Ils vécurent la vie ouvrière
autrement qu’ en observateurs. Ils
la retrouvaient dans les quartiers ou
les hôtels meublés où
ils s’installèrent. Cette
présence qu'il voulait sincère
et vraie les entraîna normalement
dans les luttes que le prolétariat
est contraint de mener. Ils adhérèrent
à la CGT syndicat que la classe
ouvrière s’est créé
au fil de son histoire et acceptèrent
les responsabilités qui leur y
furent confiées.
C’est
à partir de juillet 1949 qu’un
premier décret du Saint Office
met en garde les catholiques vis à
vis du Parti Communiste. C’est déjà
une condamnation de l'engagement dans
la classe ouvrière. De juillet
1949 à novembre 1953, les manœuvres
vaticanes relayées par une partie
de l’épiscopat français
soumis à l’autorité
du pape Pie XII, ne cessent d’enrayer
cette ouverture à un monde athée.
A noter également
l'offensive
coordonnée des patrons dits chrétiens,
de la C.F.T.C et des milieux les plus
conservateurs de l’Eglise. La découverte
progressive de l’existence de la
Mission de Paris et de ses engagements
provoqua méfiance et scandale.
Après la mort du cardinal Suhard
et dès 1951-52, suspicions, menaces
d’excommunication même, se
manifestèrent de la part de la
hiérarchie. En novembre 1953 est
prévue la décision d’arrêter
" l’expérience"
des prêtres ouvriers suivant l’expression
des non-engagés mais qui pour eux
n’était pas une "expérience".
La
méfiance de la hiérarchie
se manifesta alors par une série
d’interdictions et de mesures répressives
: interdiction du périodique "La
Quinzaine”, condamnation de “Jeunesse
de l’Eglise”, démission
contrainte du père Augros, supérieur
du séminaire de la Mission de France
de Lisieux et fermeture de celui ci, réduction
au silence du père Teilhard de
Chardin.
C’est
ainsi que tomba en 1954 l’interdiction
sans appel de Pie XII concernant les prêtres
ouvriers. A une date précise, ceux-ci
devaient avoir, quitté le , travail
et l’engagement dans la classe ouvrière.
Sur la petite centaine qu’ils étaient,
un peu plus de la moitié décida
de rester au travail. L’événement
eut un certain écho dans l’actualité
d’alors. Pour ceux-la qui en étaient
les principales victimes, une vie nouvelle
commença.
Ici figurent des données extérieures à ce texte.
//! Background tasks module
//! 
//! This module contains background tasks that run alongside the HTTP server.

pub mod scheduler_task;

// Re-export main functions
pub use scheduler_task::reminder_scheduler_task;
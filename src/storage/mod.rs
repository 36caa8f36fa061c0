//! Storage backend abstraction for the bucket tree.
//!
//! The index keeps the trie in memory and writes every structural change
//! through a [`StorageBackend`], which also holds the per-node aggregate
//! counters and the generated documents. A backend can reload a tree built
//! by an earlier batch so later batches extend it.

use crate::error::Result;
use crate::types::{NodeCreation, NodePath, StoredNode};

mod fs;
mod memory;

pub use fs::FsBackend;
pub use memory::MemoryBackend;

/// Trait for storage backend implementations
pub trait StorageBackend: Send + Sync {
    /// Create the node if it does not exist yet. The parent must exist.
    ///
    /// Finding the node already present is success
    /// ([`NodeCreation::AlreadyExists`]), never an error.
    fn ensure_node(&mut self, path: &NodePath) -> Result<NodeCreation>;

    /// Store a point identifier at a node. Returns `false` if it was already there.
    fn put_member(&mut self, path: &NodePath, member: &str) -> Result<bool>;

    /// Every persisted node with its direct members, root excluded.
    fn load_tree(&self) -> Result<Vec<StoredNode>>;

    /// Read a node's cached aggregate count; `None` if no counter was persisted.
    fn read_counter(&self, path: &NodePath) -> Result<Option<u64>>;

    fn write_counter(&mut self, path: &NodePath, count: u64) -> Result<()>;

    fn read_document(&self, path: &NodePath) -> Result<Option<String>>;

    fn write_document(&mut self, path: &NodePath, contents: &str) -> Result<()>;

    /// Flush any pending writes to persistent storage
    fn sync(&mut self) -> Result<()>;

    /// Get storage statistics
    fn stats(&self) -> Result<StorageStats>;
}

impl<T: StorageBackend + ?Sized> StorageBackend for Box<T> {
    fn ensure_node(&mut self, path: &NodePath) -> Result<NodeCreation> {
        (**self).ensure_node(path)
    }

    fn put_member(&mut self, path: &NodePath, member: &str) -> Result<bool> {
        (**self).put_member(path, member)
    }

    fn load_tree(&self) -> Result<Vec<StoredNode>> {
        (**self).load_tree()
    }

    fn read_counter(&self, path: &NodePath) -> Result<Option<u64>> {
        (**self).read_counter(path)
    }

    fn write_counter(&mut self, path: &NodePath, count: u64) -> Result<()> {
        (**self).write_counter(path, count)
    }

    fn read_document(&self, path: &NodePath) -> Result<Option<String>> {
        (**self).read_document(path)
    }

    fn write_document(&mut self, path: &NodePath, contents: &str) -> Result<()> {
        (**self).write_document(path, contents)
    }

    fn sync(&mut self) -> Result<()> {
        (**self).sync()
    }

    fn stats(&self) -> Result<StorageStats> {
        (**self).stats()
    }
}

/// Storage backend statistics
#[derive(Debug, Clone, Default, PartialEq, Eq)]
pub struct StorageStats {
    /// Nodes, root excluded
    pub node_count: usize,
    pub member_count: usize,
    pub counter_count: usize,
    pub document_count: usize,
    /// Number of write operations performed by this backend instance
    pub operations_count: u64,
}

#[cfg(test)]
pub(crate) mod test_support {
    use super::*;
    use crate::error::GeoLodError;
    use std::collections::BTreeSet;

    /// Wraps a memory backend and fails document writes for chosen nodes.
    pub struct FailingDocuments {
        pub inner: MemoryBackend,
        pub fail_on: BTreeSet<NodePath>,
    }

    impl FailingDocuments {
        pub fn new(fail_on: impl IntoIterator<Item = NodePath>) -> Self {
            Self {
                inner: MemoryBackend::new(),
                fail_on: fail_on.into_iter().collect(),
            }
        }
    }

    impl StorageBackend for FailingDocuments {
        fn ensure_node(&mut self, path: &NodePath) -> Result<NodeCreation> {
            self.inner.ensure_node(path)
        }

        fn put_member(&mut self, path: &NodePath, member: &str) -> Result<bool> {
            self.inner.put_member(path, member)
        }

        fn load_tree(&self) -> Result<Vec<StoredNode>> {
            self.inner.load_tree()
        }

        fn read_counter(&self, path: &NodePath) -> Result<Option<u64>> {
            self.inner.read_counter(path)
        }

        fn write_counter(&mut self, path: &NodePath, count: u64) -> Result<()> {
            self.inner.write_counter(path, count)
        }

        fn read_document(&self, path: &NodePath) -> Result<Option<String>> {
            self.inner.read_document(path)
        }

        fn write_document(&mut self, path: &NodePath, contents: &str) -> Result<()> {
            if self.fail_on.contains(path) {
                return Err(GeoLodError::storage(
                    path.to_relative_path(),
                    std::io::Error::new(std::io::ErrorKind::PermissionDenied, "read-only"),
                ));
            }
            self.inner.write_document(path, contents)
        }

        fn sync(&mut self) -> Result<()> {
            self.inner.sync()
        }

        fn stats(&self) -> Result<StorageStats> {
            self.inner.stats()
        }
    }
}
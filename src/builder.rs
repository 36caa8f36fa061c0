//! Pyramid builder for flexible configuration
//!
//! Chooses the storage backend and loads the country table before the
//! pyramid is opened.

use crate::config::Config;
use crate::country::CountryTable;
use crate::error::Result;
use crate::pyramid::Pyramid;
use crate::storage::{FsBackend, MemoryBackend, StorageBackend};
use std::path::PathBuf;

/// Backend chosen at runtime by [`PyramidBuilder`].
pub type DynBackend = Box<dyn StorageBackend>;

/// Builder for pyramids with an output directory, country table and settings.
#[derive(Debug)]
pub struct PyramidBuilder {
    output_dir: Option<PathBuf>,
    country_file: Option<PathBuf>,
    countries: CountryTable,
    config: Config,
    in_memory: bool,
}

impl PyramidBuilder {
    /// Create a new builder with default in-memory configuration.
    pub fn new() -> Self {
        Self {
            output_dir: None,
            country_file: None,
            countries: CountryTable::new(),
            config: Config::default(),
            in_memory: true,
        }
    }

    /// Write the tree under `dir`. An existing tree there is reopened and extended.
    pub fn output_dir<P: Into<PathBuf>>(mut self, dir: P) -> Self {
        self.output_dir = Some(dir.into());
        self.in_memory = false;
        self
    }

    /// Keep the whole tree in memory with no persistence.
    pub fn in_memory(mut self) -> Self {
        self.in_memory = true;
        self.output_dir = None;
        self
    }

    /// Read country names from a `CODE Name` file when building.
    pub fn country_file<P: Into<PathBuf>>(mut self, path: P) -> Self {
        self.country_file = Some(path.into());
        self
    }

    /// Use an already loaded country table. A country file, if set, is merged over it.
    pub fn countries(mut self, countries: CountryTable) -> Self {
        self.countries = countries;
        self
    }

    pub fn config(mut self, config: Config) -> Self {
        self.config = config;
        self
    }

    pub fn build(self) -> Result<Pyramid<DynBackend>> {
        let mut countries = self.countries;
        if let Some(path) = &self.country_file {
            let loaded = CountryTable::from_path(path)?;
            log::info!("Loaded {} country names from {}", loaded.len(), path.display());
            for (code, name) in loaded.iter() {
                countries.insert(code, name);
            }
        }

        let backend: DynBackend = match (&self.output_dir, self.in_memory) {
            (Some(dir), false) => Box::new(FsBackend::open_with_config(dir, &self.config)?),
            _ => Box::new(MemoryBackend::new()),
        };

        Pyramid::open(self.config, countries, backend)
    }
}

impl Default for PyramidBuilder {
    fn default() -> Self {
        Self::new()
    }
}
Qu’ils soient organisés
dans un groupe de résistance et
de réflexion ou qu’ils se
retrouvent avec leur solitude et leur
conscience, tous vécurent pendant
un an ou deux une véritable traversée
du désert. Deux en perdirent la
vie de désespoir.
—
Mais ce rejet qu’ils avaient subi
et non voulu renforçait leur lien
avec la classe ouvrière. Bien vite,
leur engagement les jeta au coude à
coude avec leurs compagnons de travail,
dans une participation active aux luttes
nées des événements
: conflits sociaux et politiques, guerres
d’Indochine et d’Algérie.
—
Apparaissent alors ces valeurs qui font
l’étoffe et la grandeur de
la classe ouvrière: solidarité
dans la vie et le travail, une dignité
souvent blessée mais toujours revendiquée
et surtout l’appel à une
justice, bafouée par ceux qui ont
pouvoir et argent. Appel à une
justice qui se veut un droit et non à
une charité humiliante.
—
A ces hommes prêtres soucieux d’être
attentifs à l’Evangile plutôt
que d’exercer une fonction traditionnelle
sacralisée, il apparut que la vie
ouvrière était traversée
parles valeurs évangéliques
révélatrices de valeurs
humaines. Ce message que les prêtres
ouvriers pensaient apporter; il leur était
ainsi retourné, vivant, et d’une
vie humaine ~. mais. non sclérosé
dans une doctrine dogmatique et une morale.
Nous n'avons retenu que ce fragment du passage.